The bug is a race and not always easy to reproduce.  To reproduce it I was
doing the following on a single socket I7-based machine with 16G of RAM.

$ hugeadm --pool-pages-max DEFAULT:13G
$ echo $((18*1048576*1024)) > /proc/sys/kernel/shmmax
$ echo $((18*1048576*1024)) > /proc/sys/kernel/shmall
$ for i in `seq 1 9000`; do ./hugetlbfs-test; done

On my particular machine, it usually triggers within 10 minutes but
enabling debug options can change the timing such that it never hits.
Once the bug is triggered, the machine is in trouble and needs to be
rebooted.  The machine will respond but processes accessing proc like "ps
aux" will hang due to the BUG_ON.  shutdown will also hang and needs a
hard reset or a sysrq-b.

The basic problem is a race between page table sharing and teardown.  For
the most part page table sharing depends on i_mmap_mutex.  In some cases,
it is also taking the mm->page_table_lock for the PTE updates but with
shared page tables, it is the i_mmap_mutex that is more important.

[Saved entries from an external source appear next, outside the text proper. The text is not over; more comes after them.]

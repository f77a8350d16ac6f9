//! 层级防火墙策略（组织 / 文件夹）

use super::check::IngressQuery;
use super::error::Result;
use super::ip::{parse_ranges, IpNetwork, MatchMode};
use super::ports::{any_matches, Layer4Rule};
use crate::models::{Direction, FirewallPolicyPayload, PolicyAction, PolicyRulePayload};
use std::collections::HashSet;

/// 异常情况专用的日志 target
pub const ANOMALY_TARGET: &str = "vpcdiag::anomaly";

/// 策略中的一条规则（已解析）
#[derive(Debug, Clone, PartialEq, Eq)]
pub struct PolicyRule {
    priority: u32,
    direction: Direction,
    action: PolicyAction,
    description: Option<String>,
    disabled: bool,
    src_ip_ranges: Vec<IpNetwork>,
    dest_ip_ranges: Vec<IpNetwork>,
    layer4_configs: Vec<Layer4Rule>,
    target_service_accounts: Option<HashSet<String>>,
}

impl PolicyRule {
    pub fn from_payload(payload: &PolicyRulePayload) -> Result<Self> {
        let m = &payload.rule_match;

        let src_ip_ranges = match &m.src_ip_ranges {
            Some(ranges) => parse_ranges("srcIpRanges", ranges)?,
            None => Vec::new(),
        };
        let dest_ip_ranges = match &m.dest_ip_ranges {
            Some(ranges) => parse_ranges("destIpRanges", ranges)?,
            None => Vec::new(),
        };
        let layer4_configs = m
            .layer4_configs
            .iter()
            .map(|l4| Layer4Rule::parse("layer4Configs.ports", &l4.ip_protocol, l4.ports.as_deref()))
            .collect::<Result<Vec<_>>>()?;

        // 规则级与 match 级的目标服务账号合并
        let target_service_accounts: HashSet<String> = payload
            .target_service_accounts
            .iter()
            .chain(m.target_service_accounts.iter())
            .flatten()
            .cloned()
            .collect();

        Ok(Self {
            priority: payload.priority,
            direction: payload.direction,
            action: payload.action,
            description: payload.description.clone(),
            disabled: payload.disabled,
            src_ip_ranges,
            dest_ip_ranges,
            layer4_configs,
            target_service_accounts: (!target_service_accounts.is_empty())
                .then_some(target_service_accounts),
        })
    }

    pub fn priority(&self) -> u32 {
        self.priority
    }

    pub fn direction(&self) -> Direction {
        self.direction
    }

    pub fn action(&self) -> PolicyAction {
        self.action
    }

    pub fn description(&self) -> Option<&str> {
        self.description.as_deref()
    }

    pub fn is_enabled(&self) -> bool {
        !self.disabled
    }

    pub fn src_ip_ranges(&self) -> &[IpNetwork] {
        &self.src_ip_ranges
    }

    pub fn dest_ip_ranges(&self) -> &[IpNetwork] {
        &self.dest_ip_ranges
    }

    pub fn layer4_configs(&self) -> &[Layer4Rule] {
        &self.layer4_configs
    }

    pub fn target_service_accounts(&self) -> Option<&HashSet<String>> {
        self.target_service_accounts.as_ref()
    }

    /// 入站规则是否匹配
    ///
    /// 拒绝规则只要来源与规则网段有交集就匹配，放行和 `goto_next` 规则要求来源完全包含在内。
    fn matches_ingress(&self, query: &IngressQuery) -> bool {
        if !self.is_enabled() {
            return false;
        }

        let mode = match self.action {
            PolicyAction::Deny => MatchMode::Overlap,
            PolicyAction::Allow | PolicyAction::GotoNext => MatchMode::Contained,
        };
        if !query.src.matches_any(&self.src_ip_ranges, mode) {
            return false;
        }

        if !any_matches(&self.layer4_configs, &query.protocol, query.port) {
            return false;
        }

        match (&self.target_service_accounts, &query.target_service_account) {
            (None, _) => true,
            (Some(accounts), Some(account)) => accounts.contains(account),
            (Some(_), None) => false,
        }
    }
}

/// 一个层级防火墙策略
#[derive(Debug, Clone, PartialEq, Eq)]
pub struct FirewallPolicy {
    short_name: String,
    name: Option<String>,
    ingress: Vec<PolicyRule>,
    egress: Vec<PolicyRule>,
}

impl FirewallPolicy {
    /// 解析策略，规则按优先级升序排列（同优先级保持原顺序）
    pub fn from_payload(payload: &FirewallPolicyPayload) -> Result<Self> {
        let mut ingress = Vec::new();
        let mut egress = Vec::new();
        for rule in &payload.rules {
            let rule = PolicyRule::from_payload(rule)?;
            match rule.direction {
                Direction::Ingress => ingress.push(rule),
                Direction::Egress => egress.push(rule),
            }
        }
        ingress.sort_by_key(PolicyRule::priority);
        egress.sort_by_key(PolicyRule::priority);

        Ok(Self {
            short_name: payload.short_name.clone(),
            name: payload.name.clone(),
            ingress,
            egress,
        })
    }

    pub fn short_name(&self) -> &str {
        &self.short_name
    }

    pub fn name(&self) -> Option<&str> {
        self.name.as_deref()
    }

    pub fn ingress_rules(&self) -> &[PolicyRule] {
        &self.ingress
    }

    pub fn egress_rules(&self) -> &[PolicyRule] {
        &self.egress
    }

    /// 第一条匹配的入站规则
    ///
    /// 正常的策略最后总有一条兜底的 `goto_next` 规则；没有规则匹配时记录异常并返回 `None`。
    pub fn first_ingress_match(&self, query: &IngressQuery) -> Option<&PolicyRule> {
        let matched = self.ingress.iter().find(|rule| rule.matches_ingress(query));

        match matched {
            Some(rule) => tracing::debug!(
                policy = %self.short_name,
                src = %query.src,
                port = query.port,
                protocol = %query.protocol,
                action = rule.action.as_str(),
                priority = rule.priority,
                "防火墙策略规则匹配"
            ),
            None => tracing::warn!(
                target: ANOMALY_TARGET,
                policy = %self.short_name,
                src = %query.src,
                port = query.port,
                protocol = %query.protocol,
                "防火墙策略中没有任何规则匹配"
            ),
        }

        matched
    }
}

#[cfg(test)]
mod tests {
    use super::*;
    use crate::models::{Layer4ConfigPayload, PolicyMatchPayload};
    use crate::services::network::ip::IngressSource;

    fn rule(priority: u32, action: PolicyAction, src: &[&str]) -> PolicyRulePayload {
        PolicyRulePayload {
            priority,
            direction: Direction::Ingress,
            action,
            description: Some(format!("rule-{priority}")),
            disabled: false,
            rule_match: PolicyMatchPayload {
                src_ip_ranges: Some(src.iter().map(|s| s.to_string()).collect()),
                dest_ip_ranges: None,
                layer4_configs: vec![Layer4ConfigPayload {
                    ip_protocol: "tcp".to_string(),
                    ports: None,
                }],
                target_service_accounts: None,
            },
            target_service_accounts: None,
        }
    }

    fn policy(rules: Vec<PolicyRulePayload>) -> FirewallPolicy {
        FirewallPolicy::from_payload(&FirewallPolicyPayload {
            short_name: "org-policy".to_string(),
            name: None,
            rules,
        })
        .unwrap()
    }

    fn query(src: &str) -> IngressQuery {
        IngressQuery::new(src.parse::<IngressSource>().unwrap(), "tcp", 22)
    }

    #[test]
    fn test_rules_sorted_by_priority() {
        let p = policy(vec![
            rule(300, PolicyAction::Allow, &["0.0.0.0/0"]),
            rule(100, PolicyAction::Deny, &["0.0.0.0/0"]),
            rule(200, PolicyAction::GotoNext, &["0.0.0.0/0"]),
        ]);
        let priorities: Vec<u32> = p.ingress_rules().iter().map(PolicyRule::priority).collect();
        assert_eq!(priorities, vec![100, 200, 300]);
    }

    #[test]
    fn test_direction_split() {
        let mut egress = rule(10, PolicyAction::Allow, &["0.0.0.0/0"]);
        egress.direction = Direction::Egress;
        let p = policy(vec![egress, rule(20, PolicyAction::Allow, &["0.0.0.0/0"])]);
        assert_eq!(p.ingress_rules().len(), 1);
        assert_eq!(p.egress_rules().len(), 1);
    }

    #[test]
    fn test_disabled_rule_is_skipped() {
        let mut disabled = rule(100, PolicyAction::Deny, &["0.0.0.0/0"]);
        disabled.disabled = true;
        let p = policy(vec![disabled, rule(200, PolicyAction::Allow, &["0.0.0.0/0"])]);

        let matched = p.first_ingress_match(&query("10.0.0.1")).unwrap();
        assert_eq!(matched.action(), PolicyAction::Allow);
    }

    #[test]
    fn test_rule_without_src_ranges_never_matches() {
        let mut no_src = rule(100, PolicyAction::Deny, &[]);
        no_src.rule_match.src_ip_ranges = None;
        let p = policy(vec![no_src]);
        assert!(p.first_ingress_match(&query("10.0.0.1")).is_none());
    }

    #[test]
    fn test_target_service_account_restriction() {
        let mut restricted = rule(100, PolicyAction::Deny, &["0.0.0.0/0"]);
        restricted.target_service_accounts = Some(vec!["sa-1@example.com".to_string()]);
        let p = policy(vec![restricted, rule(200, PolicyAction::Allow, &["0.0.0.0/0"])]);

        // 查询未指定服务账号时，受限规则不匹配
        let matched = p.first_ingress_match(&query("10.0.0.1")).unwrap();
        assert_eq!(matched.priority(), 200);

        let matched = p
            .first_ingress_match(&query("10.0.0.1").target_service_account("sa-1@example.com"))
            .unwrap();
        assert_eq!(matched.priority(), 100);

        let matched = p
            .first_ingress_match(&query("10.0.0.1").target_service_account("sa-2@example.com"))
            .unwrap();
        assert_eq!(matched.priority(), 200);
    }

    #[test]
    fn test_match_level_target_service_accounts() {
        let mut restricted = rule(100, PolicyAction::Allow, &["0.0.0.0/0"]);
        restricted.rule_match.target_service_accounts = Some(vec!["sa@example.com".to_string()]);
        let parsed = PolicyRule::from_payload(&restricted).unwrap();
        assert!(parsed
            .target_service_accounts()
            .is_some_and(|accounts| accounts.contains("sa@example.com")));
    }

    #[test]
    fn test_invalid_src_range_names_field() {
        let bad = rule(100, PolicyAction::Allow, &["10.0.0.0/99"]);
        let err = PolicyRule::from_payload(&bad).unwrap_err();
        assert!(err.to_string().contains("srcIpRanges"));
    }

    #[test]
    fn test_no_match_returns_none() {
        let p = policy(vec![rule(100, PolicyAction::Allow, &["192.168.0.0/16"])]);
        assert!(p.first_ingress_match(&query("10.0.0.1")).is_none());
    }
}
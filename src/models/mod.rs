pub mod config;
pub mod firewall;

pub use config::*;
pub use firewall::*;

Unfortunately it appears to be also insufficient. Consider the following
situation

Process A					Process B
---------					---------
hugetlb_fault					shmdt
  						LockWrite(mmap_sem)
    						  do_munmap
						    unmap_region
						      unmap_vmas
						        unmap_single_vma
						          unmap_hugepage_range
      						            Lock(i_mmap_mutex)
							    Lock(mm->page_table_lock)
							    huge_pmd_unshare/unmap tables <--- (1)
							    Unlock(mm->page_table_lock)
      						            Unlock(i_mmap_mutex)
  huge_pte_alloc				      ...
    Lock(i_mmap_mutex)				      ...
    vma_prio_walk, find svma, spte		      ...
    Lock(mm->page_table_lock)			      ...
    share spte					      ...
    Unlock(mm->page_table_lock)			      ...
    Unlock(i_mmap_mutex)			      ...
  hugetlb_no_page									  <--- (2)
						      free_pgtables
						        unlink_file_vma
							hugetlb_free_pgd_range
						    remove_vma_list

In this scenario, it is possible for Process A to share page tables with
Process B that is trying to tear them down.  The i_mmap_mutex on its own
does not prevent Process A walking Process B's page tables.  At (1) above,
the page tables are not shared yet so it unmaps the PMDs.  Process A sets
up page table sharing and at (2) faults a new entry.  Process B then trips
up on it in free_pgtables.

This patch fixes the problem by adding a new function
__unmap_hugepage_range_final that is only called when the VMA is about to
be destroyed.  This function clears VM_MAYSHARE during
unmap_hugepage_range() under the i_mmap_mutex.  This makes the VMA
ineligible for sharing and avoids the race.  Superficially this looks like
it would then be vunerable to truncate and madvise issues but hugetlbfs
has its own truncate handlers so does not use unmap_mapping_range() and
does not support madvise(DONTNEED).

This should be treated as a -stable candidate if it is merged.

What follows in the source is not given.